Yesterday I was reading a story on Associated Press that claimed the assassination of John F. Kennedy is just a page in a history book for millennials.

This claim struck me, and I began to wonder how other generations view monumental, historic moments in our
nation’s history.

I spoke with a class of high school students who don’t remember the Sept. 11 attacks, but their entire world was changed by those events. Similarly, our world is still influenced by the Kennedy assassination.

In the same AP article, students comment about their visit to The Sixth Floor Museum in Dallas where Lee Harvey Oswald allegedly fired the rounds that killed Kennedy. I felt the article’s authors lied to me. These students still seemed affected.

Indeed, I am emotional watching the news reports from that day, especially the iconic Walter Cronkite report when he announced Kennedy’s death as he received the news from his correspondents in Dallas.

I still wonder why Kennedy was assassinated, and am skeptical of those, especially in government, who blame Oswald. I am also fascinated that our understanding of conspiracy theories comes from this event.

Kennedy represented a new era of development for the United States. We were trying to maintain global peace in the midst of a Cold War. We were in the middle of the Civil
Rights Movement.

However, Americans were also severely polarized on opinions of race and equal rights in America. Kennedy’s assassination reminded us that powerful people are often adored by many.

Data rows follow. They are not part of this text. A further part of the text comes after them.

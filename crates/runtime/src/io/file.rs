use crate::{Result, runtime_error};

/// A stream that the runtime can read from and write to
///
/// The runtime's standard streams are provided as `RookFile`s via [RookVmSettings], which allows
/// them to be replaced, e.g. when capturing output in tests. Anything implementing both
/// [RookRead] and [RookWrite] is a `RookFile`.
///
/// [RookVmSettings]: crate::RookVmSettings
pub trait RookFile: RookRead + RookWrite {}

impl<T: RookRead + RookWrite + ?Sized> RookFile for T {}

/// The read operations of a [RookFile]
pub trait RookRead {
    /// Reads up to `count` bytes
    ///
    /// Fewer than `count` bytes are only returned when the end of the stream has been reached.
    fn read_bytes(&self, _count: usize) -> Result<Vec<u8>> {
        runtime_error!("unsupported for this file type")
    }
}

/// The write operations of a [RookFile]
pub trait RookWrite {
    /// Writes text to the file, and appends a newline
    fn write_line(&self, _text: &str) -> Result<()> {
        runtime_error!("unsupported for this file type")
    }

    /// Flushes any remaining buffered output
    fn flush(&self) -> Result<()> {
        runtime_error!("unsupported for this file type")
    }
}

Indeed many individuals who identified with minority populations and progressive whites supported Kennedy. Yet, powerful people also attract radicals on the
other side.

Kennedy’s assassination gave us the idea that the government can conduct inside jobs should they feel anyone is a threat. Americans became skeptical of their power in democracy, and unsure of the government’s power in their daily lives. The event opened a new bottle of ideas that perhaps were not beneficial to our government’s control, but gave more power to people and taught them to question the authorities that control them.

Although some may now argue that the Kennedy assassination is just a moment in history, especially for those who were not alive to witness the events, we all still feel and interact within the culture that event helped to create.

Before the 9/11 attacks, planes did not just fly into buildings.

Of course it was possible for them to do so, but we were not worried that this would be a way to inflict harm upon people. Before the Kennedy assassination, perhaps people did not believe such prominent figures who promoted societal progression could be such targets of hate. Only five years later Martin Luther King Jr. would also be assassinated.

Indeed, Kennedy’s assassination is not just a day in history for us. We may not think of the day every moment, and we may only remember the events on its anniversary, but all of us live in the culture the assassination created. These events shape our daily lives, the way we view our leaders and country, and how we look back on our monumental choices as a country.

Graves is a senior majoring in communications and religious studies.